El solo hecho de exponerse a los ries­gos del contagio del Coronavirus, en aras de cumplir un mandato constitu­cional, le confiere a esta cita una impor­tancia histórica.

Las esperanzas están en que los elec­tores puedan protegerse al máximo de contraer el virus, utilizando mascari­llas, guantes y lentes, en la medida de lo posible, y mantener distancia prudente entre sí en las filas y los colegios electo­rales.

En febrero y marzo, cuando la pan­demia asomaba y pronto circulaba en nuestro territorio, los electores desafia­ron esas circunstancias y acudieron a elegir autoridades municipales.

Pese al trauma causado por la sus­pensión de esos comicios en su fecha original de febrero, los ciudadanos no transigieron con su deber y vol­vieron masivamente a las urnas el 15 de marzo.

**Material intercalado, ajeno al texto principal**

//! Survey protocol model.
//!
//! A protocol is the regulatory template for surveying one species/function
//! pair: how many visits, in which date windows, at what time of day and
//! under which weather limits. Protocols are immutable reference data; the
//! generation engine never mutates them.

use chrono::{NaiveDate, NaiveTime};
use serde::{Deserialize, Serialize};

use super::{normalize_family_name, DateWindow, Function, Species};

/// Protocol identifier.
pub type ProtocolId = u32;

/// Reference point a protocol's timing is expressed against.
#[derive(Debug, Clone, Copy, PartialEq, Eq, Hash, Serialize, Deserialize)]
#[serde(rename_all = "SCREAMING_SNAKE_CASE")]
pub enum TimingReference {
    Sunset,
    Sunrise,
    SunsetToSunrise,
    Daytime,
    AbsoluteTime,
    FullNight,
}

impl TimingReference {
    /// Parses the stored label (e.g. `"SUNSET_TO_SUNRISE"`).
    ///
    /// Unrecognized labels return `None` and are treated as unconstrained.
    pub fn from_label(label: &str) -> Option<Self> {
        match label.trim().to_uppercase().as_str() {
            "SUNSET" => Some(Self::Sunset),
            "SUNRISE" => Some(Self::Sunrise),
            "SUNSET_TO_SUNRISE" => Some(Self::SunsetToSunrise),
            "DAYTIME" => Some(Self::Daytime),
            "ABSOLUTE_TIME" => Some(Self::AbsoluteTime),
            "FULL_NIGHT" => Some(Self::FullNight),
            _ => None,
        }
    }
}

/// Unit of a minimum period between visits.
#[derive(Debug, Clone, Copy, PartialEq, Eq, Serialize, Deserialize)]
pub enum PeriodUnit {
    Days,
    Weeks,
}

/// Minimum period between two consecutive visits of one protocol.
#[derive(Debug, Clone, Copy, PartialEq, Eq, Serialize, Deserialize)]
pub struct MinPeriod {
    pub value: u32,
    pub unit: PeriodUnit,
}

impl MinPeriod {
    pub fn days(value: u32) -> Self {
        Self {
            value,
            unit: PeriodUnit::Days,
        }
    }

    pub fn weeks(value: u32) -> Self {
        Self {
            value,
            unit: PeriodUnit::Weeks,
        }
    }

    /// Parses a value with a free-text unit; unknown units count as days.
    pub fn parse(value: u32, unit: &str) -> Self {
        match unit.trim().to_lowercase().as_str() {
            "week" | "weeks" | "weeken" | "weken" => Self::weeks(value),
            _ => Self::days(value),
        }
    }

    /// Length in days.
    pub fn in_days(&self) -> i64 {
        match self.unit {
            PeriodUnit::Days => i64::from(self.value),
            PeriodUnit::Weeks => i64::from(self.value) * 7,
        }
    }
}

/// One dated window of a protocol, tied to a 1-based visit index.
#[derive(Debug, Clone, PartialEq, Serialize, Deserialize)]
pub struct ProtocolVisitWindow {
    /// 1-based visit index within the protocol.
    pub visit_index: u32,
    /// Window against the reference year.
    pub window: DateWindow,
    /// Optional windows are not counted as required occurrences.
    pub required: bool,
    /// UI label (e.g. "Juni bezoek").
    pub label: Option<String>,
}

impl ProtocolVisitWindow {
    /// Creates a required window.
    pub fn new(visit_index: u32, from: NaiveDate, to: NaiveDate) -> Self {
        Self {
            visit_index,
            window: DateWindow::new(from, to),
            required: true,
            label: None,
        }
    }

    /// Marks the window optional.
    pub fn optional(mut self) -> Self {
        self.required = false;
        self
    }

    /// Sets the label.
    pub fn with_label(mut self, label: impl Into<String>) -> Self {
        self.label = Some(label.into());
        self
    }
}

/// A survey protocol for one species/function pair.
#[derive(Debug, Clone, Serialize, Deserialize)]
pub struct Protocol {
    pub id: ProtocolId,
    pub species: Species,
    pub function: Function,
    /// Required number of visits. `None` = number of required windows.
    pub visits: Option<u32>,
    /// Visit duration in hours.
    pub visit_duration_hours: Option<f64>,
    pub min_period_between_visits: Option<MinPeriod>,
    pub start_timing_reference: Option<TimingReference>,
    pub end_timing_reference: Option<TimingReference>,
    /// Start offset to the start reference (minutes, negative = before).
    pub start_time_relative_minutes: Option<i32>,
    /// End offset to the end reference; positive means before the reference.
    pub end_time_relative_minutes: Option<i32>,
    pub start_time_absolute_from: Option<NaiveTime>,
    pub start_time_absolute_to: Option<NaiveTime>,
    pub min_temperature_celsius: Option<i32>,
    pub max_wind_force_bft: Option<i32>,
    /// Free-text precipitation limit (e.g. "droog").
    pub max_precipitation: Option<String>,
    pub visit_conditions_text: Option<String>,
    pub requires_morning_visit: bool,
    pub requires_evening_visit: bool,
    pub requires_june_visit: bool,
    pub requires_maternity_period_visit: bool,
    pub windows: Vec<ProtocolVisitWindow>,
}

impl Protocol {
    /// Creates a protocol with no windows and no constraints.
    pub fn new(id: ProtocolId, species: Species, function: Function) -> Self {
        Self {
            id,
            species,
            function,
            visits: None,
            visit_duration_hours: None,
            min_period_between_visits: None,
            start_timing_reference: None,
            end_timing_reference: None,
            start_time_relative_minutes: None,
            end_time_relative_minutes: None,
            start_time_absolute_from: None,
            start_time_absolute_to: None,
            min_temperature_celsius: None,
            max_wind_force_bft: None,
            max_precipitation: None,
            visit_conditions_text: None,
            requires_morning_visit: false,
            requires_evening_visit: false,
            requires_june_visit: false,
            requires_maternity_period_visit: false,
            windows: Vec::new(),
        }
    }

    /// Sets the required visit count.
    pub fn with_visits(mut self, visits: u32) -> Self {
        self.visits = Some(visits);
        self
    }

    /// Adds a required window for the next visit index.
    pub fn with_window(mut self, from: NaiveDate, to: NaiveDate) -> Self {
        let index = self.windows.len() as u32 + 1;
        self.windows.push(ProtocolVisitWindow::new(index, from, to));
        self
    }

    /// Adds an explicit window record.
    pub fn with_visit_window(mut self, window: ProtocolVisitWindow) -> Self {
        self.windows.push(window);
        self
    }

    /// Sets the start timing reference and offset.
    pub fn with_start(mut self, reference: TimingReference, relative_minutes: Option<i32>) -> Self {
        self.start_timing_reference = Some(reference);
        self.start_time_relative_minutes = relative_minutes;
        self
    }

    /// Sets the end timing reference and offset.
    pub fn with_end(mut self, reference: TimingReference, relative_minutes: Option<i32>) -> Self {
        self.end_timing_reference = Some(reference);
        self.end_time_relative_minutes = relative_minutes;
        self
    }

    /// Sets an absolute start time.
    pub fn with_absolute_start(mut self, from: NaiveTime) -> Self {
        self.start_timing_reference = Some(TimingReference::AbsoluteTime);
        self.start_time_absolute_from = Some(from);
        self
    }

    /// Sets the visit duration (hours).
    pub fn with_duration_hours(mut self, hours: f64) -> Self {
        self.visit_duration_hours = Some(hours);
        self
    }

    /// Sets the minimum period between visits.
    pub fn with_min_period(mut self, period: MinPeriod) -> Self {
        self.min_period_between_visits = Some(period);
        self
    }

    /// Sets weather limits.
    pub fn with_weather(
        mut self,
        min_temperature_celsius: Option<i32>,
        max_wind_force_bft: Option<i32>,
        max_precipitation: Option<&str>,
    ) -> Self {
        self.min_temperature_celsius = min_temperature_celsius;
        self.max_wind_force_bft = max_wind_force_bft;
        self.max_precipitation = max_precipitation.map(str::to_string);
        self
    }

    /// Sets the free-text visit conditions.
    pub fn with_conditions(mut self, text: impl Into<String>) -> Self {
        self.visit_conditions_text = Some(text.into());
        self
    }

    /// Requires at least one morning visit.
    pub fn requiring_morning(mut self) -> Self {
        self.requires_morning_visit = true;
        self
    }

    /// Requires at least one evening visit.
    pub fn requiring_evening(mut self) -> Self {
        self.requires_evening_visit = true;
        self
    }

    /// Whether the protocol belongs to a species management plan.
    pub fn is_smp(&self) -> bool {
        self.function.is_smp()
    }

    /// Mating-roost ("Paarverblijf") protocol.
    pub fn is_paarverblijf(&self) -> bool {
        self.function.name.trim().eq_ignore_ascii_case("Paarverblijf")
    }

    /// Whether the species abbreviation (or name, when unabbreviated) is `abbr`.
    pub fn is_species(&self, abbr: &str) -> bool {
        self.species.short_name() == abbr
    }

    /// Normalized family name of the protocol's species.
    pub fn family_key(&self) -> String {
        normalize_family_name(&self.species.family.name)
    }

    /// Required windows, ordered by visit index.
    pub fn required_windows(&self) -> Vec<&ProtocolVisitWindow> {
        let mut windows: Vec<_> = self.windows.iter().filter(|w| w.required).collect();
        windows.sort_by_key(|w| w.visit_index);
        windows
    }

    /// Required visit count.
    pub fn required_visits(&self) -> u32 {
        self.visits
            .unwrap_or_else(|| self.windows.iter().filter(|w| w.required).count() as u32)
    }

    /// Minimum gap between consecutive visits (days).
    pub fn min_gap_days(&self) -> i64 {
        self.min_period_between_visits
            .map(|p| p.in_days())
            .unwrap_or(0)
    }

    /// Visit duration in whole minutes.
    pub fn duration_minutes(&self) -> Option<i64> {
        self.visit_duration_hours
            .map(|h| (h * 60.0).round() as i64)
    }
}
//! Input validation for protocol sets.
//!
//! Checks structural integrity of protocols before visit generation.
//! Detects:
//! - Duplicate protocol IDs
//! - Protocols without any visit window
//! - Inverted windows (`from > to`)
//! - Two windows claiming the same visit index
//! - A required visit count that differs from the number of required windows
//!
//! None of these abort generation. Each problem becomes a
//! [`GenerationWarning`] attributed to the offending protocol; generation
//! places whatever occurrences it still can.

use crate::models::{Protocol, ProtocolId};
use serde::{Deserialize, Serialize};
use std::collections::HashSet;
use std::fmt;

/// A data-quality warning raised while generating visits.
#[derive(Debug, Clone, PartialEq, Eq, Serialize, Deserialize)]
pub struct GenerationWarning {
    /// Warning category.
    pub kind: WarningKind,
    /// Protocol the warning is about, if any.
    pub protocol_id: Option<ProtocolId>,
    /// Human-readable description.
    pub message: String,
}

/// Categories of generation warnings.
#[derive(Debug, Clone, Copy, PartialEq, Eq, Hash, Serialize, Deserialize)]
pub enum WarningKind {
    /// Two protocols share the same ID.
    DuplicateProtocolId,
    /// A protocol has no windows at all.
    NoWindows,
    /// A window ends before it starts.
    InvalidWindowRange,
    /// Two windows of one protocol share a visit index.
    DuplicateVisitIndex,
    /// `visits` differs from the number of required windows.
    WindowCountMismatch,
    /// Fewer occurrences were placed than the protocol requires.
    MissingOccurrence,
    /// A protocol needing both a morning and an evening visit got only one part.
    UnsatisfiedDayPart,
    /// An occurrence could not honor the minimum gap inside its window.
    UnplaceableWindow,
}

impl GenerationWarning {
    /// Creates a warning attributed to a protocol.
    pub fn new(kind: WarningKind, protocol_id: ProtocolId, message: impl Into<String>) -> Self {
        Self {
            kind,
            protocol_id: Some(protocol_id),
            message: message.into(),
        }
    }
}

impl fmt::Display for GenerationWarning {
    fn fmt(&self, f: &mut fmt::Formatter<'_>) -> fmt::Result {
        match self.protocol_id {
            Some(id) => write!(f, "[{:?}] protocol {}: {}", self.kind, id, self.message),
            None => write!(f, "[{:?}] {}", self.kind, self.message),
        }
    }
}

/// Validates a protocol set.
///
/// Checks:
/// 1. No duplicate protocol IDs
/// 2. Every protocol has at least one window
/// 3. Every window has `from <= to`
/// 4. No two windows of a protocol share a visit index
/// 5. An explicit `visits` count matches the number of required windows
///
/// # Returns
/// All detected issues, in protocol order. Empty when the input is clean.
pub fn validate_protocols(protocols: &[Protocol]) -> Vec<GenerationWarning> {
    let mut warnings = Vec::new();

    let mut ids = HashSet::new();
    for p in protocols {
        if !ids.insert(p.id) {
            warnings.push(GenerationWarning::new(
                WarningKind::DuplicateProtocolId,
                p.id,
                format!("Duplicate protocol ID: {}", p.id),
            ));
        }
    }

    for p in protocols {
        if p.windows.is_empty() {
            warnings.push(GenerationWarning::new(
                WarningKind::NoWindows,
                p.id,
                format!(
                    "Protocol '{} / {}' has no visit windows",
                    p.species.name, p.function.name
                ),
            ));
            continue;
        }

        let mut indices = HashSet::new();
        for w in &p.windows {
            if !w.window.is_valid() {
                warnings.push(GenerationWarning::new(
                    WarningKind::InvalidWindowRange,
                    p.id,
                    format!(
                        "Window {} ends before it starts ({} > {})",
                        w.visit_index, w.window.from, w.window.to
                    ),
                ));
            }
            if !indices.insert(w.visit_index) {
                warnings.push(GenerationWarning::new(
                    WarningKind::DuplicateVisitIndex,
                    p.id,
                    format!("Visit index {} appears more than once", w.visit_index),
                ));
            }
        }

        let required_windows = p.windows.iter().filter(|w| w.required).count();
        if let Some(visits) = p.visits {
            if visits as usize != required_windows {
                warnings.push(GenerationWarning::new(
                    WarningKind::WindowCountMismatch,
                    p.id,
                    format!("Protocol requires {visits} visits but has {required_windows} required windows"),
                ));
            }
        }
    }

    warnings
}

#[cfg(test)]
mod tests {
    use super::*;
    use crate::models::{Family, Function, ProtocolVisitWindow, Species};
    use chrono::NaiveDate;

    fn d(m: u32, day: u32) -> NaiveDate {
        NaiveDate::from_ymd_opt(2025, m, day).unwrap()
    }

    fn protocol(id: ProtocolId) -> Protocol {
        Protocol::new(
            id,
            Species::new(1, "Gewone dwergvleermuis", Family::new(1, "Vleermuis")),
            Function::new(1, "Kraamverblijfplaats"),
        )
    }

    fn kinds(warnings: &[GenerationWarning]) -> Vec<WarningKind> {
        warnings.iter().map(|w| w.kind).collect()
    }

    #[test]
    fn test_valid_input() {
        let protocols = vec![
            protocol(1)
                .with_visits(2)
                .with_window(d(5, 15), d(6, 15))
                .with_window(d(6, 15), d(7, 15)),
            protocol(2).with_window(d(4, 15), d(8, 15)),
        ];
        assert!(validate_protocols(&protocols).is_empty());
    }

    #[test]
    fn test_duplicate_protocol_id() {
        let protocols = vec![
            protocol(1).with_window(d(5, 1), d(6, 1)),
            protocol(1).with_window(d(5, 1), d(6, 1)),
        ];
        let warnings = validate_protocols(&protocols);
        assert_eq!(kinds(&warnings), vec![WarningKind::DuplicateProtocolId]);
    }

    #[test]
    fn test_no_windows() {
        let warnings = validate_protocols(&[protocol(7).with_visits(2)]);
        assert_eq!(kinds(&warnings), vec![WarningKind::NoWindows]);
        assert_eq!(warnings[0].protocol_id, Some(7));
    }

    #[test]
    fn test_inverted_window() {
        let warnings = validate_protocols(&[protocol(1).with_window(d(7, 1), d(6, 1))]);
        assert_eq!(kinds(&warnings), vec![WarningKind::InvalidWindowRange]);
    }

    #[test]
    fn test_duplicate_visit_index() {
        let p = protocol(1)
            .with_visit_window(ProtocolVisitWindow::new(1, d(5, 1), d(6, 1)))
            .with_visit_window(ProtocolVisitWindow::new(1, d(6, 1), d(7, 1)));
        let warnings = validate_protocols(&[p]);
        assert_eq!(kinds(&warnings), vec![WarningKind::DuplicateVisitIndex]);
    }

    #[test]
    fn test_window_count_mismatch_ignores_optional() {
        let p = protocol(1)
            .with_visits(2)
            .with_window(d(5, 1), d(6, 1))
            .with_visit_window(ProtocolVisitWindow::new(2, d(6, 1), d(7, 1)).optional());
        let warnings = validate_protocols(&[p]);
        assert_eq!(kinds(&warnings), vec![WarningKind::WindowCountMismatch]);
        assert!(warnings[0].message.contains("requires 2 visits"));
    }

    #[test]
    fn test_multiple_warnings_and_display() {
        let protocols = vec![
            protocol(1),
            protocol(2).with_visits(3).with_window(d(7, 1), d(6, 1)),
        ];
        let warnings = validate_protocols(&protocols);
        assert_eq!(warnings.len(), 3);
        assert!(warnings[0].to_string().starts_with("[NoWindows] protocol 1"));
    }
}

La voluntad de concurrir ahora las elecciones presidenciales y congresio­nales que se postergaron en mayo es una evidencia del deseo de la ciudada­nía de producir, por la vía electoral, un cambio de gobernantes.

Esta admirable voluntad debe expre­sarse sin dificultades, sin entorpeci­mientos, sin maniqueísmos fraudulen­tos y sin presiones.

Es muy grande el sacrificio cívico que el país hará para que estas elecciones resulten un ejercicio democrático ple­no, legitimado por la voz del pueblo, que es ahora la que manda.